You need to be thinking about this, even if you don’t have a ROI-backed case for a voice assistant at the current time. So whether you’re ready or not, you need to know these four steps toward developing an Alexa skill.

Step One: Focus on Customers

Unless you have a strategic way to connect with customers using voice only, developing an Alexa skill may be an exercise in fruitless innovation. You need to have an unmistakably clear view of how customers will want to interact with your business via voice.

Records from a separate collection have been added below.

//! Post-quantum engine seam and the key-establishment strategies built on it.
//!
//! The engine itself (lattice KEM, hash-based or lattice signatures) is
//! supplied by the host through [`PostQuantumEngine`]. This crate only
//! combines its output with classical primitives:
//!
//!   ClassicalKem  X25519 ephemeral-static, no engine needed
//!   HybridKem     X25519 + engine KEM; both secrets feed one HKDF
//!   DualSigner    Ed25519 + engine signature; both must verify
//!
//! `HybridKem` and `DualSigner` are built from [`Capabilities`], so a
//! missing engine is reported as `CapabilityUnavailable` at construction.

use std::{fmt, sync::Arc};

use ed25519_dalek::{Signature, Signer as _, SigningKey, Verifier as _, VerifyingKey};
use rand::rngs::OsRng;
use zeroize::Zeroizing;

use crate::{
    capability::{Capabilities, PqOperation},
    error::{CryptoError, Result},
    kdf::{self, SecretKey},
    kex::{KeyExchange, PUBLIC_KEY_LEN},
};

const CLASSICAL_KEM_LABEL: &[u8] = b"strata/kem/x25519/v1";
const HYBRID_KEM_LABEL: &[u8] = b"strata/kem/hybrid/v1";
const ED25519_SIGNATURE_LEN: usize = 64;

// ── Engine seam ──────────────────────────────────────────────────────────────

/// Keypair produced by the engine. The secret half is zeroized on drop.
pub struct EngineKeyPair {
    pub public_key: Vec<u8>,
    pub secret_key: Zeroizing<Vec<u8>>,
}

impl fmt::Debug for EngineKeyPair {
    fn fmt(&self, f: &mut fmt::Formatter<'_>) -> fmt::Result {
        f.debug_struct("EngineKeyPair")
            .field("public_key", &hex::encode(&self.public_key))
            .field("secret_key", &"<redacted>")
            .finish()
    }
}

/// Raw engine KEM output. `shared_secret` is never used as a key directly.
pub struct EngineEncapsulation {
    pub ciphertext: Vec<u8>,
    pub shared_secret: Zeroizing<Vec<u8>>,
}

/// An externally supplied post-quantum implementation.
pub trait PostQuantumEngine: Send + Sync {
    fn name(&self) -> &str;
    fn kem_algorithm(&self) -> &str;
    fn signature_algorithm(&self) -> &str;

    /// Whether this engine can perform `op`.
    fn supports(&self, op: PqOperation) -> bool {
        let _ = op;
        true
    }

    fn kem_keypair(&self) -> Result<EngineKeyPair>;
    fn encapsulate(&self, public_key: &[u8]) -> Result<EngineEncapsulation>;
    fn decapsulate(&self, secret_key: &[u8], ciphertext: &[u8]) -> Result<Zeroizing<Vec<u8>>>;

    fn signing_keypair(&self) -> Result<EngineKeyPair>;
    fn sign(&self, secret_key: &[u8], message: &[u8]) -> Result<Vec<u8>>;
    /// `Ok(false)` for a well-formed signature that does not verify.
    fn verify(&self, public_key: &[u8], message: &[u8], signature: &[u8]) -> Result<bool>;
}

// ── Key encapsulation strategy ───────────────────────────────────────────────

/// Output of [`KeyEncapsulation::encapsulate`]: send `ciphertext`, keep `key`.
#[derive(Debug)]
pub struct Encapsulated {
    pub ciphertext: Vec<u8>,
    pub key: SecretKey,
}

/// Recipient-keyed key establishment. Every implementation yields a
/// `SecretKey` that went through HKDF under its own label.
pub trait KeyEncapsulation {
    fn algorithm(&self) -> String;
    /// Public key peers encapsulate to.
    fn public_key(&self) -> Vec<u8>;
    fn encapsulate(&self, peer_public_key: &[u8]) -> Result<Encapsulated>;
    fn decapsulate(&self, ciphertext: &[u8]) -> Result<SecretKey>;
}

/// X25519 ephemeral-static KEM. The ciphertext is the ephemeral public key.
#[derive(Debug)]
pub struct ClassicalKem {
    exchange: KeyExchange,
}

impl Default for ClassicalKem {
    fn default() -> Self {
        Self::new()
    }
}

impl ClassicalKem {
    pub fn new() -> Self {
        Self {
            exchange: KeyExchange::new(),
        }
    }

    fn derive(
        raw: &[u8; 32],
        ephemeral: &[u8; PUBLIC_KEY_LEN],
        recipient: &[u8; PUBLIC_KEY_LEN],
    ) -> Result<SecretKey> {
        let mut salt = [0u8; 2 * PUBLIC_KEY_LEN];
        salt[..PUBLIC_KEY_LEN].copy_from_slice(ephemeral);
        salt[PUBLIC_KEY_LEN..].copy_from_slice(recipient);
        kdf::expand_key(raw, &salt, CLASSICAL_KEM_LABEL)
    }
}

impl KeyEncapsulation for ClassicalKem {
    fn algorithm(&self) -> String {
        "X25519".into()
    }

    fn public_key(&self) -> Vec<u8> {
        self.exchange.public_key().to_vec()
    }

    fn encapsulate(&self, peer_public_key: &[u8]) -> Result<Encapsulated> {
        let recipient = crate::kex::validate_public_key(peer_public_key)?;
        let ephemeral = KeyExchange::new();
        let raw = ephemeral.derive_shared_secret(&recipient)?;
        let key = Self::derive(raw.as_bytes(), &ephemeral.public_key(), &recipient)?;
        Ok(Encapsulated {
            ciphertext: ephemeral.public_key().to_vec(),
            key,
        })
    }

    fn decapsulate(&self, ciphertext: &[u8]) -> Result<SecretKey> {
        let ephemeral = crate::kex::validate_public_key(ciphertext)?;
        let raw = self.exchange.derive_shared_secret(&ephemeral)?;
        Self::derive(raw.as_bytes(), &ephemeral, &self.exchange.public_key())
    }
}

/// X25519 combined with the engine's KEM.
///
/// Public key and ciphertext are `x25519 (32) || engine bytes`. The session
/// key is HKDF over both shared secrets, so it stays safe while either
/// component does.
pub struct HybridKem {
    engine: Arc<dyn PostQuantumEngine>,
    classical: ClassicalKem,
    keypair: EngineKeyPair,
}

impl HybridKem {
    /// Fails with `CapabilityUnavailable(HybridKem)` when no engine is loaded.
    pub fn from_capabilities(caps: &Capabilities) -> Result<Self> {
        let engine = caps.require(PqOperation::HybridKem)?;
        let keypair = engine.kem_keypair()?;
        Ok(Self {
            engine,
            classical: ClassicalKem::new(),
            keypair,
        })
    }

    fn split(bytes: &[u8]) -> Result<(&[u8], &[u8])> {
        if bytes.len() <= PUBLIC_KEY_LEN {
            return Err(CryptoError::invalid_input(format!(
                "hybrid value must be longer than {PUBLIC_KEY_LEN} bytes, got {}",
                bytes.len()
            )));
        }
        Ok(bytes.split_at(PUBLIC_KEY_LEN))
    }

    fn combine(classical: &SecretKey, pq_secret: &[u8], ciphertext: &[u8]) -> Result<SecretKey> {
        let mut ikm = Zeroizing::new(Vec::with_capacity(32 + pq_secret.len()));
        ikm.extend_from_slice(classical.as_bytes());
        ikm.extend_from_slice(pq_secret);
        kdf::expand_key(&ikm, ciphertext, HYBRID_KEM_LABEL)
    }
}

impl KeyEncapsulation for HybridKem {
    fn algorithm(&self) -> String {
        format!("X25519+{}", self.engine.kem_algorithm())
    }

    fn public_key(&self) -> Vec<u8> {
        let mut out = self.classical.public_key();
        out.extend_from_slice(&self.keypair.public_key);
        out
    }

    fn encapsulate(&self, peer_public_key: &[u8]) -> Result<Encapsulated> {
        let (classical_pk, pq_pk) = Self::split(peer_public_key)?;
        let classical = self.classical.encapsulate(classical_pk)?;
        let pq = self.engine.encapsulate(pq_pk)?;

        let mut ciphertext = classical.ciphertext;
        ciphertext.extend_from_slice(&pq.ciphertext);
        let key = Self::combine(&classical.key, &pq.shared_secret, &ciphertext)?;
        Ok(Encapsulated { ciphertext, key })
    }

    fn decapsulate(&self, ciphertext: &[u8]) -> Result<SecretKey> {
        let (classical_ct, pq_ct) = Self::split(ciphertext)?;
        let classical = self.classical.decapsulate(classical_ct)?;
        let pq_secret = self.engine.decapsulate(&self.keypair.secret_key, pq_ct)?;
        Self::combine(&classical, &pq_secret, ciphertext)
    }
}

impl fmt::Debug for HybridKem {
    fn fmt(&self, f: &mut fmt::Formatter<'_>) -> fmt::Result {
        f.debug_struct("HybridKem")
            .field("engine", &self.engine.name())
            .field("classical", &self.classical)
            .field("keypair", &self.keypair)
            .finish()
    }
}

// ── Dual signatures ──────────────────────────────────────────────────────────

#[derive(Debug, Clone, PartialEq, Eq)]
pub struct DualPublicKey {
    pub classical: [u8; 32],
    pub post_quantum: Vec<u8>,
}

impl DualPublicKey {
    pub fn to_bytes(&self) -> Vec<u8> {
        let mut out = self.classical.to_vec();
        out.extend_from_slice(&self.post_quantum);
        out
    }

    pub fn from_bytes(bytes: &[u8]) -> Result<Self> {
        if bytes.len() <= 32 {
            return Err(CryptoError::InvalidKey("dual public key too short".into()));
        }
        let mut classical = [0u8; 32];
        classical.copy_from_slice(&bytes[..32]);
        Ok(Self {
            classical,
            post_quantum: bytes[32..].to_vec(),
        })
    }
}

#[derive(Debug, Clone, PartialEq, Eq)]
pub struct DualSignature {
    pub classical: [u8; ED25519_SIGNATURE_LEN],
    pub post_quantum: Vec<u8>,
}

impl DualSignature {
    pub fn to_bytes(&self) -> Vec<u8> {
        let mut out = self.classical.to_vec();
        out.extend_from_slice(&self.post_quantum);
        out
    }

    pub fn from_bytes(bytes: &[u8]) -> Result<Self> {
        if bytes.len() <= ED25519_SIGNATURE_LEN {
            return Err(CryptoError::SignatureVerification);
        }
        let mut classical = [0u8; ED25519_SIGNATURE_LEN];
        classical.copy_from_slice(&bytes[..ED25519_SIGNATURE_LEN]);
        Ok(Self {
            classical,
            post_quantum: bytes[ED25519_SIGNATURE_LEN..].to_vec(),
        })
    }
}

/// Ed25519 + engine signature over the same message.
pub struct DualSigner {
    engine: Arc<dyn PostQuantumEngine>,
    classical: SigningKey,
    post_quantum: EngineKeyPair,
}

impl DualSigner {
    /// Fails with `CapabilityUnavailable(DualSignature)` when no engine is loaded.
    pub fn generate(caps: &Capabilities) -> Result<Self> {
        let engine = caps.require(PqOperation::DualSignature)?;
        let post_quantum = engine.signing_keypair()?;
        Ok(Self {
            engine,
            classical: SigningKey::generate(&mut OsRng),
            post_quantum,
        })
    }

    pub fn public_key(&self) -> DualPublicKey {
        DualPublicKey {
            classical: self.classical.verifying_key().to_bytes(),
            post_quantum: self.post_quantum.public_key.clone(),
        }
    }

    pub fn sign(&self, message: &[u8]) -> Result<DualSignature> {
        Ok(DualSignature {
            classical: self.classical.sign(message).to_bytes(),
            post_quantum: self.engine.sign(&self.post_quantum.secret_key, message)?,
        })
    }

    /// Both halves must verify. Any failure is `SignatureVerification`.
    pub fn verify(
        caps: &Capabilities,
        public_key: &DualPublicKey,
        message: &[u8],
        signature: &DualSignature,
    ) -> Result<()> {
        let engine = caps.require(PqOperation::DualSignature)?;

        let vk = VerifyingKey::from_bytes(&public_key.classical)
            .map_err(|_| CryptoError::SignatureVerification)?;
        vk.verify(message, &Signature::from_bytes(&signature.classical))
            .map_err(|_| CryptoError::SignatureVerification)?;

        match engine.verify(&public_key.post_quantum, message, &signature.post_quantum) {
            Ok(true) => Ok(()),
            Ok(false) => Err(CryptoError::SignatureVerification),
            Err(e) => {
                tracing::debug!(error = %e, "engine signature check errored");
                Err(CryptoError::SignatureVerification)
            }
        }
    }
}

impl fmt::Debug for DualSigner {
    fn fmt(&self, f: &mut fmt::Formatter<'_>) -> fmt::Result {
        f.debug_struct("DualSigner")
            .field("engine", &self.engine.name())
            .field("public_key", &self.public_key())
            .finish()
    }
}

Some brands have cracked the code and figured how serving customers who use only their voices can actually create a lot of interactions and loyalty—making their Alexa skills valuable to customers and to the company. Some examples of these kinds of customer-focused skills already in the Alexa Skills Store are the ways that Uber, Lyft, Fandango, and StubHub make their services accessible via Alexa.

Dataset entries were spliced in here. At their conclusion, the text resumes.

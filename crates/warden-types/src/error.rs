//! Error types
//!
//! Policy rejections are not errors: a denied client is an ordinary result of
//! the gate. The variants here cover configuration problems, sink I/O and
//! talking to an actor that is no longer running.

use axum::{Json, http::StatusCode, response::IntoResponse};

pub type ClResult<T> = std::result::Result<T, Error>;

#[derive(Debug)]
pub enum Error {
	/// The named actor's mailbox or reply channel is closed
	ActorStopped(&'static str),
	/// Invalid configuration value
	ConfigError(String),

	// externals
	Io(std::io::Error),
	Yaml(serde_yaml::Error),
}

impl From<std::io::Error> for Error {
	fn from(err: std::io::Error) -> Self {
		Self::Io(err)
	}
}

impl From<serde_yaml::Error> for Error {
	fn from(err: serde_yaml::Error) -> Self {
		Self::Yaml(err)
	}
}

impl std::fmt::Display for Error {
	fn fmt(&self, f: &mut std::fmt::Formatter<'_>) -> std::fmt::Result {
		match self {
			Error::ActorStopped(name) => write!(f, "{} actor is not running", name),
			Error::ConfigError(msg) => write!(f, "configuration error: {}", msg),
			Error::Io(err) => write!(f, "I/O error: {}", err),
			Error::Yaml(err) => write!(f, "config parse error: {}", err),
		}
	}
}

impl std::error::Error for Error {
	fn source(&self) -> Option<&(dyn std::error::Error + 'static)> {
		match self {
			Error::Io(err) => Some(err),
			Error::Yaml(err) => Some(err),
			_ => None,
		}
	}
}

impl IntoResponse for Error {
	fn into_response(self) -> axum::response::Response {
		tracing::error!("internal error: {}", self);
		let body = serde_json::json!({
			"error": {
				"code": "E-INTERNAL",
				"message": "Internal server error"
			}
		});
		(StatusCode::INTERNAL_SERVER_ERROR, Json(body)).into_response()
	}
}


// vim: ts=4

Remember that how customers like to interact with your business and how customers like to interact with your business via voice may be different. Do the work—research, interviews, prototypes, etc.—to figure out this difference for your customers and your business.

Step Two: Pick Only One Thing

Voice assistants don’t allow for menus or scrolling banners or multiple buttons. You can pick one thing and one thing only if you want to effectively communicate with customers.

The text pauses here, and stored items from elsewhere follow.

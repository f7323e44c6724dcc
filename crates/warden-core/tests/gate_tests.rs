//! Gate tests
//!
//! Drives the gate against a running engine with synthetic downstream handlers.

mod common;

use std::sync::Arc;
use std::sync::atomic::{AtomicUsize, Ordering};
use std::time::Duration;

use axum::http::StatusCode;
use warden_core::{NotifyThresholds, StrikeOutcome};
use warden_types::types::ClientId;

#[tokio::test]
async fn test_repeated_not_found_blacklists_on_fourth() {
	let (engine, lines) = common::engine();
	let gate = engine.gate();
	let client = ClientId::from("A");

	for n in 1..=4 {
		let res = gate.intercept(&client, "/missing", || async { StatusCode::NOT_FOUND }).await;
		assert_eq!(res, Ok(StatusCode::NOT_FOUND));

		let snapshot = engine.stats().snapshot().await.unwrap();
		assert_eq!(snapshot.not_found, n);
		let allowed = engine.membership().check(&client).await.unwrap();
		assert_eq!(allowed, n < 4, "after request {}", n);
	}

	// Only the promotion is announced for the fourth request
	let lines = lines.lock().clone();
	assert_eq!(lines.len(), 4);
	assert!(lines[3].starts_with("IP address A was blacklisted"));
	assert!(lines[3].ends_with("1 address(es) on the blacklist"));

	let calls = AtomicUsize::new(0);
	let res = gate
		.intercept(&client, "/", || async {
			calls.fetch_add(1, Ordering::SeqCst);
			StatusCode::OK
		})
		.await;
	let rejection = res.unwrap_err();
	assert_eq!(rejection.status(), StatusCode::FORBIDDEN);
	assert_eq!(rejection.client, client);
	assert_eq!(calls.load(Ordering::SeqCst), 0);

	let snapshot = engine.stats().snapshot().await.unwrap();
	assert_eq!(snapshot.forbidden, 1);
	assert_eq!(snapshot.ok, 0);
}

#[tokio::test]
async fn test_hostile_prefix_strikes_whitelisted_client() {
	let (mut builder, lines) = common::builder();
	let engine = builder.whitelist(["B"]).start().unwrap();
	let gate = engine.gate();
	let client = ClientId::from("B");

	let calls = AtomicUsize::new(0);
	let res = gate
		.intercept(&client, "http://evil", || async {
			calls.fetch_add(1, Ordering::SeqCst);
			StatusCode::OK
		})
		.await;
	assert!(res.is_err());
	assert_eq!(calls.load(Ordering::SeqCst), 0);

	let status = engine.membership().inspect(&client).await.unwrap();
	assert_eq!(status.strikes, 1);
	assert!(status.whitelisted);

	let res = gate.intercept(&client, "/", || async { StatusCode::OK }).await;
	assert_eq!(res, Ok(StatusCode::OK));

	let snapshot = engine.stats().snapshot().await.unwrap();
	assert_eq!(snapshot.forbidden, 1);
	assert_eq!(snapshot.ok, 1);
	assert_eq!(
		*lines.lock(),
		vec!["IP address B received a strike: invalid request prefix in URI \"http://evil\""]
	);
}

#[tokio::test]
async fn test_hostile_prefix_one_strike_per_request() {
	let (engine, _lines) = common::engine();
	let gate = engine.gate();
	let client = ClientId::from("198.51.100.4");

	for (n, target) in ["https://a.example/", "http:x", "https:"].iter().enumerate() {
		assert!(gate.intercept(&client, target, || async { StatusCode::OK }).await.is_err());
		engine.stats().snapshot().await.unwrap();
		let strikes = engine.membership().inspect(&client).await.unwrap().strikes;
		assert_eq!(strikes as usize, n + 1);
	}
}

#[tokio::test]
async fn test_whitelisted_client_stays_allowed_when_blacklisted() {
	let (mut builder, lines) = common::builder();
	let engine = builder.whitelist(["10.0.0.1"]).start().unwrap();
	let gate = engine.gate();
	let client = ClientId::from("10.0.0.1");

	for _ in 0..6 {
		let _ = gate.intercept(&client, "http://scan/", || async { StatusCode::OK }).await;
	}
	assert!(engine.membership().inspect(&client).await.unwrap().blacklisted);
	assert_eq!(
		engine.membership().strike(&client).await.unwrap(),
		StrikeOutcome::Blacklisted { total: 1 }
	);
	// Three strike notices, then a ban notice for each later strike
	let lines = lines.lock().clone();
	assert_eq!(lines.len(), 7);
	assert!(lines[..3].iter().all(|l| l.contains("received a strike")));
	assert!(lines[3..].iter().all(|l| l.contains("was blacklisted")));

	let res = gate.intercept(&client, "/", || async { StatusCode::OK }).await;
	assert_eq!(res, Ok(StatusCode::OK));
}

#[tokio::test]
async fn test_client_on_both_lists_keeps_counting() {
	let (mut builder, lines) = common::builder();
	let engine = builder.whitelist(["W"]).blacklist(["W"]).start().unwrap();
	let client = ClientId::from("W");

	let mut outcomes = Vec::new();
	for _ in 0..5 {
		outcomes.push(engine.membership().strike(&client).await.unwrap());
	}
	assert_eq!(
		outcomes,
		vec![
			StrikeOutcome::Counted(1),
			StrikeOutcome::Counted(2),
			StrikeOutcome::Counted(3),
			StrikeOutcome::Blacklisted { total: 1 },
			StrikeOutcome::Blacklisted { total: 1 },
		]
	);
	assert_eq!(engine.membership().inspect(&client).await.unwrap().strikes, 3);
	assert_eq!(lines.lock().len(), 2);
	assert!(engine.membership().check(&client).await.unwrap());
}

#[tokio::test]
async fn test_seeded_blacklist_rejected() {
	let (mut builder, _lines) = common::builder();
	let engine = builder.blacklist(["192.0.2.66"]).start().unwrap();

	let res = engine
		.gate()
		.intercept(&"192.0.2.66".into(), "/", || async { StatusCode::OK })
		.await;
	let rejection = res.unwrap_err();
	assert_eq!(
		rejection.message,
		"IP address 192.0.2.66 was blacklisted: too many previous response code errors"
	);
}

#[tokio::test]
async fn test_handler_failure_counts_as_server_error() {
	let (engine, lines) = common::engine();
	let gate = engine.gate();
	let client = ClientId::from("10.1.1.1");

	let res = gate
		.intercept(&client, "/api", || async {
			Err::<StatusCode, _>(std::io::Error::other("database gone"))
		})
		.await;
	// The handler's own error is passed through
	assert!(matches!(res, Ok(Err(_))));

	let snapshot = engine.stats().snapshot().await.unwrap();
	assert_eq!(snapshot.internal_error, 1);
	assert_eq!(engine.membership().inspect(&client).await.unwrap().strikes, 1);
	assert_eq!(
		*lines.lock(),
		vec![
			"StatusInternalServerError count is 1",
			"IP address 10.1.1.1 received a strike: StatusInternalServerError for URI \"/api\"",
		]
	);
}

#[tokio::test]
async fn test_uninteresting_codes_are_ignored() {
	let (engine, lines) = common::engine();
	let gate = engine.gate();
	let client = ClientId::from("10.2.2.2");

	assert_eq!(
		gate.intercept(&client, "/reset/session", || async { StatusCode::FOUND }).await,
		Ok(StatusCode::FOUND)
	);
	assert_eq!(
		gate.intercept(&client, "/ws", || async { StatusCode::SWITCHING_PROTOCOLS }).await,
		Ok(StatusCode::SWITCHING_PROTOCOLS)
	);
	assert_eq!(engine.stats().snapshot().await.unwrap(), warden_core::StatsSnapshot::default());
	assert!(lines.lock().is_empty());
}

#[tokio::test]
async fn test_reject_delay() {
	let (mut builder, _lines) = common::builder();
	let engine = builder.blacklist(["10.9.9.9"]).reject_delay(Duration::from_millis(60)).start().unwrap();

	let started = tokio::time::Instant::now();
	let res = engine.gate().intercept(&"10.9.9.9".into(), "/", || async { StatusCode::OK }).await;
	assert!(res.is_err());
	assert!(started.elapsed() >= Duration::from_millis(60));

	// Admitted requests are not delayed
	let started = tokio::time::Instant::now();
	let res = engine.gate().intercept(&"10.9.9.8".into(), "/", || async { StatusCode::OK }).await;
	assert!(res.is_ok());
	assert!(started.elapsed() < Duration::from_millis(60));
}

#[tokio::test(flavor = "multi_thread", worker_threads = 4)]
async fn test_concurrent_requests_counted_once() {
	let (mut builder, _lines) = common::builder();
	let engine = builder
		.thresholds(NotifyThresholds::default())
		.mailbox_capacity(4)
		.start()
		.unwrap();
	let gate = engine.gate();
	let handled = Arc::new(AtomicUsize::new(0));

	let mut tasks = Vec::new();
	for i in 0..200 {
		let gate = gate.clone();
		let handled = handled.clone();
		tasks.push(tokio::spawn(async move {
			let client = ClientId::from(format!("10.0.{}.1", i % 10));
			let code = if i % 2 == 0 { StatusCode::OK } else { StatusCode::NOT_FOUND };
			gate.intercept(&client, "/page", || async move {
				handled.fetch_add(1, Ordering::SeqCst);
				code
			})
			.await
		}));
	}
	let mut rejected = 0;
	for task in tasks {
		if task.await.unwrap().is_err() {
			rejected += 1;
		}
	}

	let snapshot = engine.stats().snapshot().await.unwrap();
	let handled = handled.load(Ordering::SeqCst) as u64;
	assert_eq!(snapshot.ok + snapshot.not_found, handled);
	assert_eq!(snapshot.forbidden, rejected);
	assert_eq!(handled + rejected, 200);
}

#[tokio::test]
async fn test_stopped_engine_fails_closed() {
	let (engine, _lines) = common::engine();
	let gate = engine.gate();
	engine.stop().await;

	let res = gate.intercept(&"10.3.3.3".into(), "/", || async { StatusCode::OK }).await;
	assert!(res.is_err());
}

// vim: ts=4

No longer can each department of your organization have its own section of a website or app. No longer can you try to get customers to sign up for a list and purchase a trial and more. You need a laser focus.

This will be hard in many corporate cultures, because some leaders are used to having the authority to insist that something be put on the front page of the website. That won’t work with an Alexa Skill. The strategy requires a single goal, like “order an Uber” or “tell me where a certain movie is playing.”

Now, once you get customers to enable your skill and actually use it, you may be able to add a second or third thing. But you should start with one thing that provides a clear and compelling value to your customers.

Step Three: Say It Clearly

It’s not enough to pick one thing. You need to develop the skill using a phrase that users can remember even when they’re not trying to do so. Voice recognition technology is still growing via machine learning, and so if your customers alter your planned phrase, it may not work—at least not at first.

So you need to specifically choose a phrase that is unforgettable. Don’t try to be cute or work in a tagline or branded keyword. Use plain language and as few words as possible.

Step Four: Test Now, Grow Later

Once you pick what you want to do and how you want to say it, get into the Alexa developer console and start developing your skill. Because you already have a customer-centered mindset and laser focus, you can launch a skill and see how customers respond. Based on their interactions and their feedback, you can expand or grow your skill. Do you want to authorize a second command? Link to an existing online account? You can. But it will be far better to wait to do this until you know how customers want to use your skill.

Because voice assistants are still relatively new technology to the market, there aren’t really established best practices or deep research on how customers will use them. You need to expect to learn from both success and failure, and to iterate as you get data on how customers choose to interact with your business via Alexa. You might hit it exactly right with your first try, but it’s more likely that your second and third versions are more successful at engaging and converting customers. So embrace a mindset that expects change—it will give you the best chance of success in the end.

Conclusion

All of us will know a lot more about engaging with customers via Alexa and other voice assistants a few months or years down the road. At that point, it will be much clearer about how to engage customers. But at that point, you could also be well behind a competitor in your market segment. 

So start thinking about how an Alexa skill fits into your customer retention and conversion strategy now—and start testing skills so you can get data and stay ahead of the adoption curve.